Um primeiro texto muito apto a ser considerado é a “Canção do Exílio”, do maranhense Gonçalves Dias (1823-1864), que inicia com os famosos versos “Minha terra tem palmeiras, / Onde canta o sabiá; / As aves, que aqui gorjeiam,/ Não gorjeiam como lá.” Foi composta em Coimbra, em 1843, tendo o poeta apenas 20 anos de idade.  O docente deve explicar quem foi Gonçalves Dias e qual foi o seu papel na literatura brasileira, destacando que nessa poesia ele idealiza e arquetipiza o Brasil, como a terra ideal, das mil maravilhas, superior a todas as outras do planeta. Deve mostrar como essa postura se inseria bem na cultura geral da primeira metade do século XIX, quando todas as nações europeias também procuravam empenhadamente afirmar suas próprias identidades. Depois, ler com a classe, em voz alta, a poesia, ou melhor, incentivando os próprios alunos a declamá-la. À medida que se faz a leitura, ir destacando os aspectos literários, a sonoridade, a beleza, o vocabulário, a métrica, a rima, o ritmo dos versos. Chamar a atenção para o fato curioso de o poema inteiro não conter um único adjetivo, embora a escolha e a sucessão feliz dos substantivos tenha tornado inteiramente dispensável o recurso aos adjetivos.

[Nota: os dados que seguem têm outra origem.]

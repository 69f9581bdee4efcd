//! Fréchet distance by binary search over critical values.

use super::critical::CriticalValues;
use super::decision::decide;
use super::options::FrechetOptions;
use crate::curve::Curve;
use num_traits::Float;

/// Computes the continuous Fréchet distance between two curves.
///
/// Returns `None` only if no critical value is feasible, which does not
/// happen for valid curves.
///
/// # Example
///
/// ```
/// use frechet::{frechet_distance, Curve};
///
/// let p = Curve::from_coords(&[(0.0_f64, 0.0), (3.0, 3.0)]).unwrap();
/// let q = Curve::from_coords(&[(1.0_f64, 0.0), (3.0, 2.0)]).unwrap();
///
/// let d = frechet_distance(&p, &q).unwrap();
/// assert!((d - 1.0).abs() < 1e-12);
/// ```
pub fn frechet_distance<F: Float>(p: &Curve<F>, q: &Curve<F>) -> Option<F> {
    FrechetDistance::new(p, q).compute()
}

/// Computes the continuous Fréchet distance with explicit options.
pub fn frechet_distance_with<F: Float>(
    p: &Curve<F>,
    q: &Curve<F>,
    options: &FrechetOptions<F>,
) -> Option<F> {
    FrechetDistance::with_options(p, q, *options).compute()
}

/// Binary-search driver over the critical values of two curves.
///
/// The critical values are enumerated once on construction; every probe of
/// [`compute`](Self::compute) decides a fresh free-space diagram.
#[derive(Debug, Clone)]
pub struct FrechetDistance<'a, F> {
    p: &'a Curve<F>,
    q: &'a Curve<F>,
    options: FrechetOptions<F>,
    critical: CriticalValues<F>,
}

impl<'a, F: Float> FrechetDistance<'a, F> {
    /// Prepares the search with default options.
    pub fn new(p: &'a Curve<F>, q: &'a Curve<F>) -> Self {
        Self::with_options(p, q, FrechetOptions::default())
    }

    /// Prepares the search with the given options.
    pub fn with_options(p: &'a Curve<F>, q: &'a Curve<F>, options: FrechetOptions<F>) -> Self {
        let critical = CriticalValues::new(p, q, options.bisector_tolerance);
        Self {
            p,
            q,
            options,
            critical,
        }
    }

    /// The candidate values searched.
    #[inline]
    pub fn critical_values(&self) -> &CriticalValues<F> {
        &self.critical
    }

    /// Returns the smallest critical value at which the curves are within
    /// Fréchet distance, or `None` if none is.
    ///
    /// # Complexity
    ///
    /// O(log K) decisions of O(pq) each, for K critical values.
    pub fn compute(&self) -> Option<F> {
        let values = self.critical.values();
        let &largest = values.last()?;

        let mut best = None;
        let mut lo = 0;
        let mut hi = values.len();
        let mut probes = 0usize;

        // Invariant: everything below `lo` is infeasible, everything at or
        // above `hi` is feasible.
        while lo < hi {
            let mid = lo + (hi - lo) / 2;
            let epsilon = values[mid];
            let feasible = decide(self.p, self.q, epsilon, &self.options);
            probes += 1;
            tracing::debug!(
                probe = probes,
                index = mid,
                epsilon = epsilon.to_f64(),
                feasible,
                "probed critical value"
            );

            if feasible {
                best = Some(epsilon);
                hi = mid;
            } else {
                lo = mid + 1;
            }
        }

        match best {
            Some(distance) => {
                tracing::debug!(
                    distance = distance.to_f64(),
                    probes,
                    candidates = values.len(),
                    "frechet distance found"
                );
            }
            None => {
                tracing::error!(
                    largest = largest.to_f64(),
                    candidates = values.len(),
                    "largest critical value is infeasible"
                );
            }
        }
        best
    }
}
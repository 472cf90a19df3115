//! iou-wizard - a multi-step money request wizard
//!
//! This library provides a headless wizard that walks a user through
//! requesting, splitting or sending money: enter an amount, pick the
//! participants when the report has none, then confirm. The wizard talks to
//! its host only through the traits in [`ports`], so the same state machine
//! runs under the `iou` CLI, the terminal UI and test fakes.
//!
//! # Architecture
//!
//! The crate is organized into the following modules:
//!
//! - `config`: Configuration and path management
//! - `error`: Custom error types
//! - `logging`: `tracing` subscriber setup
//! - `models`: Money, participants, reports and the IOU draft
//! - `ports`: Traits the host implements
//! - `i18n`: Static message catalog
//! - `wizard`: Step sequence, navigation, titles, reactions and dispatch
//! - `backend`: In-process host and the action journal
//! - `export`: Journal export to CSV, JSON and YAML
//! - `cli`: Command handlers
//! - `tui`: Terminal modal
//!
//! # Example
//!
//! ```rust,ignore
//! use iou_wizard::backend::LocalBackend;
//! use iou_wizard::config::{Settings, WizardPaths};
//! use iou_wizard::wizard::{RequestWizard, WizardProps};
//!
//! let paths = WizardPaths::new()?;
//! let settings = Settings::load_or_create(&paths)?;
//! let mut backend = LocalBackend::from_settings(&settings);
//! let mut wizard = RequestWizard::mount(WizardProps::default(), &mut backend);
//! wizard.complete_amount_step("12.34");
//! ```

pub mod backend;
pub mod cli;
pub mod config;
pub mod error;
pub mod export;
pub mod i18n;
pub mod logging;
pub mod models;
pub mod ports;
pub mod tui;
pub mod wizard;

pub use error::{WizardError, WizardResult};
pub use wizard::RequestWizard;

Numa outra aula, pode ser analisada, com idêntica metodologia, a composição poética “Minha Terra”, de outro autor da mesma escola literária, o fluminense Casimiro de Abreu (1839-1860), escrito igualmente em Portugal, no ano de 1856. Assim principia: “Todos cantam sua terra, / Também vou cantar a minha, / Nas débeis cordas da lira / Hei de fazê-la rainha. / Hei de dar-lhe a realeza / Nesse trono de beleza / Em que a mão da natureza / Esmerou-se enquanto tinha. / Correi pr’as bandas do sul: / Debaixo de um céu de anil / Encontrareis o gigante / Santa Cruz, hoje Brasil; / É uma terra de amores / Alcatifada de flores / Onde a brisa fala amores / Nas belas tardes de abril. / Tem tantas belezas, tantas, / A minha terra natal. / Que nem as sonha um poeta / E nem as canta um mortal ! / É uma terra encantada / Mimoso jardim de fada / Do mundo todo invejada / Que o mundo não tem igual.”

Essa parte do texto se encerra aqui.